I'm writing two basic jQuery plugins, $.fn.query and $.fn.build, that sort an array, and create html code to insert into a document, respectively. I'm currently testing it with Vimeo video ID's that I will display videos with.
$.fn.build has three parts. First it wraps every array item with individual containers, the builds them into rows (problem area), then lastly it wraps everything in a container. (every part of this is optional).
Specifically the problem comes from this line: $(tmp).add(newRow); although it is valid javascript.

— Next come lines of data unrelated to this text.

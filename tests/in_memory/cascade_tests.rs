//! In-memory integration tests for cascading deletes.

use super::helpers::{TestService, add_tasks, context, project_with_sprint, service};
use eyre::ensure;
use rstest::rstest;
use sprintboard::tracker::services::{CreateSprintRequest, TrackerServiceError};

fn is_not_found<T>(result: &Result<T, TrackerServiceError>) -> bool {
    matches!(result, Err(error) if error.is_not_found())
}

#[rstest]
#[tokio::test(flavor = "multi_thread")]
async fn deleting_a_project_removes_every_descendant(service: TestService) -> eyre::Result<()> {
    let u = context("u@example.com")?;
    let (project, first) = project_with_sprint(&service, &u, "Alpha").await?;
    let second = service
        .create_sprint(
            &u,
            CreateSprintRequest::new(project.id(), "Sprint 2", "2026-04-20", "2026-05-01"),
        )
        .await?;
    let first_tasks = add_tasks(&service, &u, &first, &["A", "B"]).await?;
    let second_tasks = add_tasks(&service, &u, &second, &["C"]).await?;

    service.delete_project(&u, project.id()).await?;

    ensure!(is_not_found(&service.get_project(&u, project.id()).await));
    ensure!(is_not_found(&service.get_sprint(&u, first.id()).await));
    ensure!(is_not_found(&service.get_sprint(&u, second.id()).await));
    for task in first_tasks.iter().chain(&second_tasks) {
        ensure!(
            is_not_found(&service.get_task(&u, task.id()).await),
            "task {} survived the cascade",
            task.title()
        );
    }
    ensure!(service.list_projects(&u).await?.is_empty());
    Ok(())
}

#[rstest]
#[tokio::test(flavor = "multi_thread")]
async fn deleting_a_sprint_keeps_siblings(service: TestService) -> eyre::Result<()> {
    let u = context("u@example.com")?;
    let (project, doomed) = project_with_sprint(&service, &u, "Alpha").await?;
    let kept = service
        .create_sprint(
            &u,
            CreateSprintRequest::new(project.id(), "Sprint 2", "2026-04-20", "2026-05-01"),
        )
        .await?;
    let doomed_tasks = add_tasks(&service, &u, &doomed, &["A"]).await?;
    let kept_tasks = add_tasks(&service, &u, &kept, &["B"]).await?;

    service.delete_sprint(&u, doomed.id()).await?;

    for task in &doomed_tasks {
        ensure!(is_not_found(&service.get_task(&u, task.id()).await));
    }
    let remaining = service.get_sprint(&u, kept.id()).await?;
    ensure!(remaining.tasks == kept_tasks);
    let details = service.get_project(&u, project.id()).await?;
    ensure!(details.sprints.len() == 1);
    Ok(())
}

#[rstest]
#[tokio::test(flavor = "multi_thread")]
async fn foreign_deletes_leave_data_intact(service: TestService) -> eyre::Result<()> {
    let u = context("u@example.com")?;
    let v = context("v@example.com")?;
    let (project, sprint) = project_with_sprint(&service, &u, "Alpha").await?;
    let tasks = add_tasks(&service, &u, &sprint, &["A"]).await?;

    ensure!(is_not_found(&service.delete_project(&v, project.id()).await));
    ensure!(is_not_found(&service.delete_sprint(&v, sprint.id()).await));
    for task in &tasks {
        ensure!(is_not_found(&service.delete_task(&v, task.id()).await));
    }

    let details = service.get_sprint(&u, sprint.id()).await?;
    ensure!(details.tasks == tasks);
    Ok(())
}

#[rstest]
#[tokio::test(flavor = "multi_thread")]
async fn deleted_task_is_gone_and_cannot_be_deleted_twice(service: TestService) -> eyre::Result<()> {
    let u = context("u@example.com")?;
    let (_, sprint) = project_with_sprint(&service, &u, "Alpha").await?;
    let tasks = add_tasks(&service, &u, &sprint, &["A", "B"]).await?;
    let (Some(first), Some(second)) = (tasks.first(), tasks.get(1)) else {
        eyre::bail!("expected two tasks");
    };

    service.delete_task(&u, first.id()).await?;

    ensure!(is_not_found(&service.delete_task(&u, first.id()).await));
    let details = service.get_sprint(&u, sprint.id()).await?;
    ensure!(details.tasks.as_slice() == std::slice::from_ref(second));
    Ok(())
}
//! In-memory tracker repository for tests and local sessions.

use async_trait::async_trait;
use chrono::{DateTime, Utc};
use std::sync::{Arc, RwLock, RwLockReadGuard, RwLockWriteGuard};
use uuid::Uuid;

use crate::tracker::{
    domain::{EntityRef, OwnerIdentity, Project, ProjectId, Sprint, SprintId, Task, TaskId},
    ports::{TrackerRepository, TrackerRepositoryError, TrackerRepositoryResult},
};

/// Thread-safe in-memory tracker repository.
///
/// Lists come back oldest first, ties broken by identifier, the same order
/// the `PostgreSQL` adapter uses. A single lock guards all three
/// collections, so a cascade is observed either completely or not at all.
#[derive(Debug, Clone, Default)]
pub struct InMemoryTrackerRepository {
    state: Arc<RwLock<InMemoryTrackerState>>,
}

#[derive(Debug, Default)]
struct InMemoryTrackerState {
    projects: Vec<Project>,
    sprints: Vec<Sprint>,
    tasks: Vec<Task>,
}

impl InMemoryTrackerRepository {
    /// Creates an empty in-memory repository.
    #[must_use]
    pub fn new() -> Self {
        Self::default()
    }

    fn read(&self) -> TrackerRepositoryResult<RwLockReadGuard<'_, InMemoryTrackerState>> {
        self.state.read().map_err(|err| {
            TrackerRepositoryError::persistence(std::io::Error::other(err.to_string()))
        })
    }

    fn write(&self) -> TrackerRepositoryResult<RwLockWriteGuard<'_, InMemoryTrackerState>> {
        self.state.write().map_err(|err| {
            TrackerRepositoryError::persistence(std::io::Error::other(err.to_string()))
        })
    }
}

/// Replaces the record matching `id_of(record) == id`, or reports it missing.
fn replace_record<T: Clone, K: PartialEq>(
    records: &mut [T],
    record: &T,
    id_of: impl Fn(&T) -> K,
    missing: EntityRef,
) -> TrackerRepositoryResult<()> {
    let key = id_of(record);
    let slot = records
        .iter_mut()
        .find(|existing| id_of(existing) == key)
        .ok_or(TrackerRepositoryError::NotFound(missing))?;
    *slot = record.clone();
    Ok(())
}

/// Sorts `records` by `(created_at, id)`.
fn oldest_first<T>(mut records: Vec<T>, key: impl Fn(&T) -> (DateTime<Utc>, Uuid)) -> Vec<T> {
    records.sort_by_key(key);
    records
}

fn remove_sprint_tree(state: &mut InMemoryTrackerState, sprint_ids: &[SprintId]) {
    state
        .tasks
        .retain(|task| !sprint_ids.contains(&task.sprint_id()));
    state
        .sprints
        .retain(|sprint| !sprint_ids.contains(&sprint.id()));
}

#[async_trait]
impl TrackerRepository for InMemoryTrackerRepository {
    async fn insert_project(&self, project: &Project) -> TrackerRepositoryResult<()> {
        let mut state = self.write()?;
        if state.projects.iter().any(|p| p.id() == project.id()) {
            return Err(TrackerRepositoryError::DuplicateEntity(project.id().into()));
        }
        state.projects.push(project.clone());
        Ok(())
    }

    async fn find_project(
        &self,
        owner: &OwnerIdentity,
        id: ProjectId,
    ) -> TrackerRepositoryResult<Option<Project>> {
        let state = self.read()?;
        Ok(state
            .projects
            .iter()
            .find(|p| p.id() == id && p.is_owned_by(owner))
            .cloned())
    }

    async fn list_projects(&self, owner: &OwnerIdentity) -> TrackerRepositoryResult<Vec<Project>> {
        let state = self.read()?;
        let owned = state
            .projects
            .iter()
            .filter(|p| p.is_owned_by(owner))
            .cloned()
            .collect();
        Ok(oldest_first(owned, |p: &Project| {
            (p.created_at(), p.id().into_inner())
        }))
    }

    async fn update_project(&self, project: &Project) -> TrackerRepositoryResult<()> {
        let mut state = self.write()?;
        replace_record(
            &mut state.projects,
            project,
            Project::id,
            project.id().into(),
        )
    }

    async fn delete_project(&self, id: ProjectId) -> TrackerRepositoryResult<()> {
        let mut state = self.write()?;
        if !state.projects.iter().any(|p| p.id() == id) {
            return Err(TrackerRepositoryError::NotFound(id.into()));
        }
        let sprint_ids: Vec<SprintId> = state
            .sprints
            .iter()
            .filter(|s| s.project_id() == id)
            .map(Sprint::id)
            .collect();
        remove_sprint_tree(&mut state, &sprint_ids);
        state.projects.retain(|p| p.id() != id);
        Ok(())
    }

    async fn insert_sprint(&self, sprint: &Sprint) -> TrackerRepositoryResult<()> {
        let mut state = self.write()?;
        if state.sprints.iter().any(|s| s.id() == sprint.id()) {
            return Err(TrackerRepositoryError::DuplicateEntity(sprint.id().into()));
        }
        if !state.projects.iter().any(|p| p.id() == sprint.project_id()) {
            return Err(TrackerRepositoryError::NotFound(sprint.project_id().into()));
        }
        state.sprints.push(sprint.clone());
        Ok(())
    }

    async fn find_sprint(
        &self,
        owner: &OwnerIdentity,
        id: SprintId,
    ) -> TrackerRepositoryResult<Option<Sprint>> {
        let state = self.read()?;
        Ok(state
            .sprints
            .iter()
            .find(|s| s.id() == id && s.is_owned_by(owner))
            .cloned())
    }

    async fn list_sprints(
        &self,
        owner: &OwnerIdentity,
        project_id: ProjectId,
    ) -> TrackerRepositoryResult<Vec<Sprint>> {
        let state = self.read()?;
        let owned = state
            .sprints
            .iter()
            .filter(|s| s.project_id() == project_id && s.is_owned_by(owner))
            .cloned()
            .collect();
        Ok(oldest_first(owned, |s: &Sprint| {
            (s.created_at(), s.id().into_inner())
        }))
    }

    async fn update_sprint(&self, sprint: &Sprint) -> TrackerRepositoryResult<()> {
        let mut state = self.write()?;
        replace_record(&mut state.sprints, sprint, Sprint::id, sprint.id().into())
    }

    async fn delete_sprint(&self, id: SprintId) -> TrackerRepositoryResult<()> {
        let mut state = self.write()?;
        if !state.sprints.iter().any(|s| s.id() == id) {
            return Err(TrackerRepositoryError::NotFound(id.into()));
        }
        remove_sprint_tree(&mut state, &[id]);
        Ok(())
    }

    async fn insert_task(&self, task: &Task) -> TrackerRepositoryResult<()> {
        let mut state = self.write()?;
        if state.tasks.iter().any(|t| t.id() == task.id()) {
            return Err(TrackerRepositoryError::DuplicateEntity(task.id().into()));
        }
        if !state.sprints.iter().any(|s| s.id() == task.sprint_id()) {
            return Err(TrackerRepositoryError::NotFound(task.sprint_id().into()));
        }
        state.tasks.push(task.clone());
        Ok(())
    }

    async fn find_task(
        &self,
        owner: &OwnerIdentity,
        id: TaskId,
    ) -> TrackerRepositoryResult<Option<Task>> {
        let state = self.read()?;
        Ok(state
            .tasks
            .iter()
            .find(|t| t.id() == id && t.is_owned_by(owner))
            .cloned())
    }

    async fn list_tasks(
        &self,
        owner: &OwnerIdentity,
        sprint_id: SprintId,
    ) -> TrackerRepositoryResult<Vec<Task>> {
        let state = self.read()?;
        let owned = state
            .tasks
            .iter()
            .filter(|t| t.sprint_id() == sprint_id && t.is_owned_by(owner))
            .cloned()
            .collect();
        Ok(oldest_first(owned, |t: &Task| {
            (t.created_at(), t.id().into_inner())
        }))
    }

    async fn update_task(&self, task: &Task) -> TrackerRepositoryResult<()> {
        let mut state = self.write()?;
        replace_record(&mut state.tasks, task, Task::id, task.id().into())
    }

    async fn delete_task(&self, id: TaskId) -> TrackerRepositoryResult<()> {
        let mut state = self.write()?;
        let before = state.tasks.len();
        state.tasks.retain(|t| t.id() != id);
        if state.tasks.len() == before {
            return Err(TrackerRepositoryError::NotFound(id.into()));
        }
        Ok(())
    }
}
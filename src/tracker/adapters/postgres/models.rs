//! Diesel row models for tracker persistence.

use super::schema::{projects, sprints, tasks};
use chrono::{DateTime, NaiveDate, Utc};
use diesel::prelude::*;
use uuid::Uuid;

/// Query result row for project records.
#[derive(Debug, Clone, Queryable, Selectable)]
#[diesel(table_name = projects)]
#[diesel(check_for_backend(diesel::pg::Pg))]
pub struct ProjectRow {
    pub id: Uuid,
    pub owner_identity: String,
    pub title: String,
    pub description: String,
    pub image_url: Option<String>,
    pub created_at: DateTime<Utc>,
    pub updated_at: DateTime<Utc>,
}

/// Insert model for project records.
#[derive(Debug, Clone, Insertable)]
#[diesel(table_name = projects)]
pub struct NewProjectRow {
    pub id: Uuid,
    pub owner_identity: String,
    pub title: String,
    pub description: String,
    pub image_url: Option<String>,
    pub created_at: DateTime<Utc>,
    pub updated_at: DateTime<Utc>,
}

/// Mutable project columns. `None` writes `NULL`.
#[derive(Debug, Clone, AsChangeset)]
#[diesel(table_name = projects)]
#[diesel(treat_none_as_null = true)]
pub struct ProjectChangeset {
    pub title: String,
    pub description: String,
    pub image_url: Option<String>,
    pub updated_at: DateTime<Utc>,
}

/// Query result row for sprint records.
#[derive(Debug, Clone, Queryable, Selectable)]
#[diesel(table_name = sprints)]
#[diesel(check_for_backend(diesel::pg::Pg))]
pub struct SprintRow {
    pub id: Uuid,
    pub project_id: Uuid,
    pub owner_identity: String,
    pub title: String,
    pub start_date: NaiveDate,
    pub end_date: NaiveDate,
    pub starting_thoughts: String,
    pub ending_thoughts: Option<String>,
    pub status: String,
    pub created_at: DateTime<Utc>,
    pub updated_at: DateTime<Utc>,
}

/// Insert model for sprint records.
#[derive(Debug, Clone, Insertable)]
#[diesel(table_name = sprints)]
pub struct NewSprintRow {
    pub id: Uuid,
    pub project_id: Uuid,
    pub owner_identity: String,
    pub title: String,
    pub start_date: NaiveDate,
    pub end_date: NaiveDate,
    pub starting_thoughts: String,
    pub ending_thoughts: Option<String>,
    pub status: String,
    pub created_at: DateTime<Utc>,
    pub updated_at: DateTime<Utc>,
}

/// Mutable sprint columns. `None` writes `NULL`.
#[derive(Debug, Clone, AsChangeset)]
#[diesel(table_name = sprints)]
#[diesel(treat_none_as_null = true)]
pub struct SprintChangeset {
    pub title: String,
    pub ending_thoughts: Option<String>,
    pub status: String,
    pub updated_at: DateTime<Utc>,
}

/// Query result row for task records.
#[derive(Debug, Clone, Queryable, Selectable)]
#[diesel(table_name = tasks)]
#[diesel(check_for_backend(diesel::pg::Pg))]
pub struct TaskRow {
    pub id: Uuid,
    pub sprint_id: Uuid,
    pub owner_identity: String,
    pub title: String,
    pub description: Option<String>,
    pub status: String,
    pub started_at: Option<DateTime<Utc>>,
    pub finished_at: Option<DateTime<Utc>>,
    pub created_at: DateTime<Utc>,
    pub updated_at: DateTime<Utc>,
}

/// Insert model for task records.
#[derive(Debug, Clone, Insertable)]
#[diesel(table_name = tasks)]
pub struct NewTaskRow {
    pub id: Uuid,
    pub sprint_id: Uuid,
    pub owner_identity: String,
    pub title: String,
    pub description: Option<String>,
    pub status: String,
    pub started_at: Option<DateTime<Utc>>,
    pub finished_at: Option<DateTime<Utc>>,
    pub created_at: DateTime<Utc>,
    pub updated_at: DateTime<Utc>,
}

/// Mutable task columns. `None` writes `NULL`.
#[derive(Debug, Clone, AsChangeset)]
#[diesel(table_name = tasks)]
#[diesel(treat_none_as_null = true)]
pub struct TaskChangeset {
    pub title: String,
    pub description: Option<String>,
    pub status: String,
    pub started_at: Option<DateTime<Utc>>,
    pub finished_at: Option<DateTime<Utc>>,
    pub updated_at: DateTime<Utc>,
}
//! Column-partitioned task state for one sprint board.

use super::Column;
use crate::tracker::domain::{Task, TaskId};
use serde::Serialize;

/// Tasks of one sprint partitioned into the three board columns.
///
/// Order within a column is the display order. A task appears in at most
/// one column.
#[derive(Debug, Clone, Default, PartialEq, Eq, Serialize)]
pub struct BoardColumns {
    todo: Vec<Task>,
    #[serde(rename = "in-progress")]
    in_progress: Vec<Task>,
    done: Vec<Task>,
}

impl BoardColumns {
    /// Partitions `tasks` by status, keeping their relative order.
    #[must_use]
    pub fn from_tasks(tasks: impl IntoIterator<Item = Task>) -> Self {
        let mut columns = Self::default();
        for task in tasks {
            columns.push(Column::from_status(task.status()), task);
        }
        columns
    }

    /// Returns the tasks shown in `column`.
    #[must_use]
    pub fn tasks(&self, column: Column) -> &[Task] {
        match column {
            Column::Todo => &self.todo,
            Column::InProgress => &self.in_progress,
            Column::Done => &self.done,
        }
    }

    fn column_mut(&mut self, column: Column) -> &mut Vec<Task> {
        match column {
            Column::Todo => &mut self.todo,
            Column::InProgress => &mut self.in_progress,
            Column::Done => &mut self.done,
        }
    }

    /// Removes and returns the task at `index` in `column`.
    ///
    /// Returns `None` and leaves the board untouched when `index` is out of
    /// range.
    pub fn take(&mut self, column: Column, index: usize) -> Option<Task> {
        let tasks = self.column_mut(column);
        (index < tasks.len()).then(|| tasks.remove(index))
    }

    /// Inserts `task` at `index` in `column`, appending when `index` is past
    /// the end. Returns the position the task landed at.
    pub fn insert(&mut self, column: Column, index: usize, task: Task) -> usize {
        let tasks = self.column_mut(column);
        let position = index.min(tasks.len());
        tasks.insert(position, task);
        position
    }

    /// Appends `task` to `column`.
    pub fn push(&mut self, column: Column, task: Task) {
        self.column_mut(column).push(task);
    }

    /// Removes the first task with `task_id`, scanning columns in display
    /// order.
    pub fn remove_task(&mut self, task_id: TaskId) -> Option<Task> {
        let (column, index) = self.position(task_id)?;
        self.take(column, index)
    }

    /// Locates the task with `task_id`.
    #[must_use]
    pub fn position(&self, task_id: TaskId) -> Option<(Column, usize)> {
        Column::ALL.into_iter().find_map(|column| {
            self.tasks(column)
                .iter()
                .position(|task| task.id() == task_id)
                .map(|index| (column, index))
        })
    }

    /// Total number of tasks on the board.
    #[must_use]
    pub fn len(&self) -> usize {
        self.todo.len() + self.in_progress.len() + self.done.len()
    }

    /// Returns `true` when no column holds a task.
    #[must_use]
    pub fn is_empty(&self) -> bool {
        self.len() == 0
    }
}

if ( options.splitBy !== undefined && options.wrapRow !== undefined ) {
var tmp = $([]),
newRow = function(i) {
$(build.splice( i, i + options.splitBy )).wrapAll( options.wrapRow ).parent();
};
for (var i = 0, l = build.length, a = options.splitBy; i < l; i += a) {
$(tmp).add(newRow);
}
build = tmp;
console.log(build);
}
See: http://jsbin.com/upatus/2/edit
I am quite sure that you want to use the function, instead of adding the function itself. Also, you will want to use the same tmp object all over the time, instead of wrapping it into a new jQuery instance and not adding to the original one. Try
tmp.add(newRow(i));
BTW: If you want to build an array, you should use
var tmp = [];
and
tmp.push(…);
Now I've looked at the code from the other question. Both answers are correct, and contain some valid points:
splice is an Array function on jQuery's prototype, and returns an array. (You have fiexd this now)
Your query method returns an array, but should return a jQuery instance for chaining
Your build variable was not initialized, but used
You should really choose whether you want to use arrays or jQuery objects internally in your function, and not mix them.
BTW, you should rename your functions to more descriptive names. "build" and "query" are very vague and may collide with other plugins.